(DATA EXTRACT)

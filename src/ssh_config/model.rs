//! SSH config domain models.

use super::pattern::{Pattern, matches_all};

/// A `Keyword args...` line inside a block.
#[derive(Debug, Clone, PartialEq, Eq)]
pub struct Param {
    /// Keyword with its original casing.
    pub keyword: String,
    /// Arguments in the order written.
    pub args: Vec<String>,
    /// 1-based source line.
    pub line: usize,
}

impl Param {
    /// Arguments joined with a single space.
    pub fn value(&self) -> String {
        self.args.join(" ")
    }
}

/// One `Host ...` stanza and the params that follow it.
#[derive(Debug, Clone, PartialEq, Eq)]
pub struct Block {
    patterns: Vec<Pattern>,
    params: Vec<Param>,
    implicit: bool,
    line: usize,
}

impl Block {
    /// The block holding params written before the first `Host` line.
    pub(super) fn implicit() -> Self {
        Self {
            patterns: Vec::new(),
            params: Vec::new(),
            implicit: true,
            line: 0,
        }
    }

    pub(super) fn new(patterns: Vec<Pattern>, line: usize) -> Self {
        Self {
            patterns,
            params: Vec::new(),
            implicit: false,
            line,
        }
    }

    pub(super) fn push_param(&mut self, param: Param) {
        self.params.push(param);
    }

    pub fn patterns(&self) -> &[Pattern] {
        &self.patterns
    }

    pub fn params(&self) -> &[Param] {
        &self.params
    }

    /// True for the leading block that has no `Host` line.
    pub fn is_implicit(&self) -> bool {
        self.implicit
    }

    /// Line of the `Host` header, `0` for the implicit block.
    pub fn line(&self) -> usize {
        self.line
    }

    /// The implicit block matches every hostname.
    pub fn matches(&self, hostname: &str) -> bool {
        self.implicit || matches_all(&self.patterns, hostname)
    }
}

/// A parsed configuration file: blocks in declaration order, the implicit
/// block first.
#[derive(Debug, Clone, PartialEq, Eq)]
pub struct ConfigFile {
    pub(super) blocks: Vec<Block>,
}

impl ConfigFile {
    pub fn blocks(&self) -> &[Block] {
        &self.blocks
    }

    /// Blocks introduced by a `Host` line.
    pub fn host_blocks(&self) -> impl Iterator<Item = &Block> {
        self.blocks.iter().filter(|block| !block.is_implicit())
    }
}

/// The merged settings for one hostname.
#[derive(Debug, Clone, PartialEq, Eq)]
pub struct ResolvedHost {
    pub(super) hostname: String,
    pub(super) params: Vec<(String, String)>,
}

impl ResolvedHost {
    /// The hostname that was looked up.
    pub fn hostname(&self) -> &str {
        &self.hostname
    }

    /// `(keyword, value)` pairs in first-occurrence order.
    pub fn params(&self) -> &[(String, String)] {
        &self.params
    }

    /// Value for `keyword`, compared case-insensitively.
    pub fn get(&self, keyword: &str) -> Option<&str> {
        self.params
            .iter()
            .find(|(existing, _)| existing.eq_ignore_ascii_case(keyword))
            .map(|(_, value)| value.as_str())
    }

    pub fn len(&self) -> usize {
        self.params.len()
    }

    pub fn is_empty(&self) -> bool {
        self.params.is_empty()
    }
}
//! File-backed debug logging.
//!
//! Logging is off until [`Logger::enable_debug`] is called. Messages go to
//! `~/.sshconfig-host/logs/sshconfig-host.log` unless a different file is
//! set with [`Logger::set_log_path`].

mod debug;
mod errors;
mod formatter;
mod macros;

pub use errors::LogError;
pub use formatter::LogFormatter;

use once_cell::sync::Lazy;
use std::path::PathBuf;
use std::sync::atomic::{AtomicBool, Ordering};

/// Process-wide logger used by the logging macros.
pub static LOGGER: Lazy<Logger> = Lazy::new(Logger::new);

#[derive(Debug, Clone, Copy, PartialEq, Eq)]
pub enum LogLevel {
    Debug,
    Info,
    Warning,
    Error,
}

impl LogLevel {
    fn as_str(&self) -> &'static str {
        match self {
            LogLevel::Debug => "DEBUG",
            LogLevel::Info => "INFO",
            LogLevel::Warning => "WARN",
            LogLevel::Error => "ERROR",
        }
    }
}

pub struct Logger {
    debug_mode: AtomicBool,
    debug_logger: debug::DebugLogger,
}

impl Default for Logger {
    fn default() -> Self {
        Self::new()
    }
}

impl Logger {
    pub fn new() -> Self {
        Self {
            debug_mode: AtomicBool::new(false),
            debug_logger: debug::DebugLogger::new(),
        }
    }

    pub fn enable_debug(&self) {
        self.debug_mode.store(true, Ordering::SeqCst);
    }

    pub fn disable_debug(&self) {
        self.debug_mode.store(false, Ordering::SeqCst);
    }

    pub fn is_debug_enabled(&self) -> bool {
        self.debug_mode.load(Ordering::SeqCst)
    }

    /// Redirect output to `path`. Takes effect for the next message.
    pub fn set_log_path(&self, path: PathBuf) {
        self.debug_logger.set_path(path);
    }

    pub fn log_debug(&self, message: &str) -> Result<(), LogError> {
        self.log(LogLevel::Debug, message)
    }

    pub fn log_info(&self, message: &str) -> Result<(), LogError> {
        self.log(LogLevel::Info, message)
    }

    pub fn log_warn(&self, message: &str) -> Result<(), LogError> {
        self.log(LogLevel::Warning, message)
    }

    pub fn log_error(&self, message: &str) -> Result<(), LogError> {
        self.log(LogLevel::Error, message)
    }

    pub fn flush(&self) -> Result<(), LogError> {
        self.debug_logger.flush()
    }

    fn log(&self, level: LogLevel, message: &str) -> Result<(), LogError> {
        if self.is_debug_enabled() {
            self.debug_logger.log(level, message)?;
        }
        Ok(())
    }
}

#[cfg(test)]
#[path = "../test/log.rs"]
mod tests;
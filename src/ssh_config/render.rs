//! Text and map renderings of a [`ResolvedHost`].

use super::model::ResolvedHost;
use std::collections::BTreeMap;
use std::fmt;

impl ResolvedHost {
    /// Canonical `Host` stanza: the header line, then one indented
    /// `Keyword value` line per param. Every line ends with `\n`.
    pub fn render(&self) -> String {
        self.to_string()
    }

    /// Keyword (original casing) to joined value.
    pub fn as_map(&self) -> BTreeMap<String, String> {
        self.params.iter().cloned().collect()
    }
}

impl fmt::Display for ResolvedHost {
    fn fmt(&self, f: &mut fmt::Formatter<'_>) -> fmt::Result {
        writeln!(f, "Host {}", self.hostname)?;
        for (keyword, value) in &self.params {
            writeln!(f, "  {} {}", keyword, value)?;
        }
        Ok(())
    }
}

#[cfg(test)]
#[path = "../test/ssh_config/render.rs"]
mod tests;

(End DATA EXTRACT)

### TASK DESCRIPTION
The entries above must be repeated word for word.

### EXERCISE RESPONSE
filename src/ssh_config/model.rs
//! SSH config domain models.

use super::pattern::{Pattern, matches_all};

/// A `Keyword args...` line inside a block.
#[derive(Debug, Clone, PartialEq, Eq)]
pub struct Param {
    /// Keyword with its original casing.
    pub keyword: String,
    /// Arguments in the order written.
    pub args: Vec<String>,
    /// 1-based source line.
    pub line: usize,
}

impl Param {
    /// Arguments joined with a single space.
    pub fn value(&self) -> String {
        self.args.join(" ")
    }
}

/// One `Host ...` stanza and the params that follow it.
#[derive(Debug, Clone, PartialEq, Eq)]
pub struct Block {
    patterns: Vec<Pattern>,
    params: Vec<Param>,
    implicit: bool,
    line: usize,
}

impl Block {
    /// The block holding params written before the first `Host` line.
    pub(super) fn implicit() -> Self {
        Self {
            patterns: Vec::new(),
            params: Vec::new(),
            implicit: true,
            line: 0,
        }
    }

    pub(super) fn new(patterns: Vec<Pattern>, line: usize) -> Self {
        Self {
            patterns,
            params: Vec::new(),
            implicit: false,
            line,
        }
    }

    pub(super) fn push_param(&mut self, param: Param) {
        self.params.push(param);
    }

    pub fn patterns(&self) -> &[Pattern] {
        &self.patterns
    }

    pub fn params(&self) -> &[Param] {
        &self.params
    }

    /// True for the leading block that has no `Host` line.
    pub fn is_implicit(&self) -> bool {
        self.implicit
    }

    /// Line of the `Host` header, `0` for the implicit block.
    pub fn line(&self) -> usize {
        self.line
    }

    /// The implicit block matches every hostname.
    pub fn matches(&self, hostname: &str) -> bool {
        self.implicit || matches_all(&self.patterns, hostname)
    }
}

/// A parsed configuration file: blocks in declaration order, the implicit
/// block first.
#[derive(Debug, Clone, PartialEq, Eq)]
pub struct ConfigFile {
    pub(super) blocks: Vec<Block>,
}

impl ConfigFile {
    pub fn blocks(&self) -> &[Block] {
        &self.blocks
    }

    /// Blocks introduced by a `Host` line.
    pub fn host_blocks(&self) -> impl Iterator<Item = &Block> {
        self.blocks.iter().filter(|block| !block.is_implicit())
    }
}

/// The merged settings for one hostname.
#[derive(Debug, Clone, PartialEq, Eq)]
pub struct ResolvedHost {
    pub(super) hostname: String,
    pub(super) params: Vec<(String, String)>,
}

impl ResolvedHost {
    /// The hostname that was looked up.
    pub fn hostname(&self) -> &str {
        &self.hostname
    }

    /// `(keyword, value)` pairs in first-occurrence order.
    pub fn params(&self) -> &[(String, String)] {
        &self.params
    }

    /// Value for `keyword`, compared case-insensitively.
    pub fn get(&self, keyword: &str) -> Option<&str> {
        self.params
            .iter()
            .find(|(existing, _)| existing.eq_ignore_ascii_case(keyword))
            .map(|(_, value)| value.as_str())
    }

    pub fn len(&self) -> usize {
        self.params.len()
    }

    pub fn is_empty(&self) -> bool {
        self.params.is_empty()
    }
}
//! File-backed debug logging.
//!
//! Logging is off until [`Logger::enable_debug`] is called. Messages go to
//! `~/.sshconfig-host/logs/sshconfig-host.log` unless a different file is
//! set with [`Logger::set_log_path`].

mod debug;
mod errors;
mod formatter;
mod macros;

pub use errors::LogError;
pub use formatter::LogFormatter;

use once_cell::sync::Lazy;
use std::path::PathBuf;
use std::sync::atomic::{AtomicBool, Ordering};

/// Process-wide logger used by the logging macros.
pub static LOGGER: Lazy<Logger> = Lazy::new(Logger::new);

#[derive(Debug, Clone, Copy, PartialEq, Eq)]
pub enum LogLevel {
    Debug,
    Info,
    Warning,
    Error,
}

impl LogLevel {
    fn as_str(&self) -> &'static str {
        match self {
            LogLevel::Debug => "DEBUG",
            LogLevel::Info => "INFO",
            LogLevel::Warning => "WARN",
            LogLevel::Error => "ERROR",
        }
    }
}

pub struct Logger {
    debug_mode: AtomicBool,
    debug_logger: debug::DebugLogger,
}

impl Default for Logger {
    fn default() -> Self {
        Self::new()
    }
}

impl Logger {
    pub fn new() -> Self {
        Self {
            debug_mode: AtomicBool::new(false),
            debug_logger: debug::DebugLogger::new(),
        }
    }

    pub fn enable_debug(&self) {
        self.debug_mode.store(true, Ordering::SeqCst);
    }

    pub fn disable_debug(&self) {
        self.debug_mode.store(false, Ordering::SeqCst);
    }

    pub fn is_debug_enabled(&self) -> bool {
        self.debug_mode.load(Ordering::SeqCst)
    }

    /// Redirect output to `path`. Takes effect for the next message.
    pub fn set_log_path(&self, path: PathBuf) {
        self.debug_logger.set_path(path);
    }

    pub fn log_debug(&self, message: &str) -> Result<(), LogError> {
        self.log(LogLevel::Debug, message)
    }

    pub fn log_info(&self, message: &str) -> Result<(), LogError> {
        self.log(LogLevel::Info, message)
    }

    pub fn log_warn(&self, message: &str) -> Result<(), LogError> {
        self.log(LogLevel::Warning, message)
    }

    pub fn log_error(&self, message: &str) -> Result<(), LogError> {
        self.log(LogLevel::Error, message)
    }

    pub fn flush(&self) -> Result<(), LogError> {
        self.debug_logger.flush()
    }

    fn log(&self, level: LogLevel, message: &str) -> Result<(), LogError> {
        if self.is_debug_enabled() {
            self.debug_logger.log(level, message)?;
        }
        Ok(())
    }
}

#[cfg(test)]
#[path = "../test/log.rs"]
mod tests;
filename src/ssh_config/render.rs
//! Text and map renderings of a [`ResolvedHost`].

use super::model::ResolvedHost;
use std::collections::BTreeMap;
use std::fmt;

impl ResolvedHost {
    /// Canonical `Host` stanza: the header line, then one indented
    /// `Keyword value` line per param. Every line ends with `\n`.
    pub fn render(&self) -> String {
        self.to_string()
    }

    /// Keyword (original casing) to joined value.
    pub fn as_map(&self) -> BTreeMap<String, String> {
        self.params.iter().cloned().collect()
    }
}

impl fmt::Display for ResolvedHost {
    fn fmt(&self, f: &mut fmt::Formatter<'_>) -> fmt::Result {
        writeln!(f, "Host {}", self.hostname)?;
        for (keyword, value) in &self.params {
            writeln!(f, "  {} {}", keyword, value)?;
        }
        Ok(())
    }
}

#[cfg(test)]
#[path = "../test/ssh_config/render.rs"]
mod tests;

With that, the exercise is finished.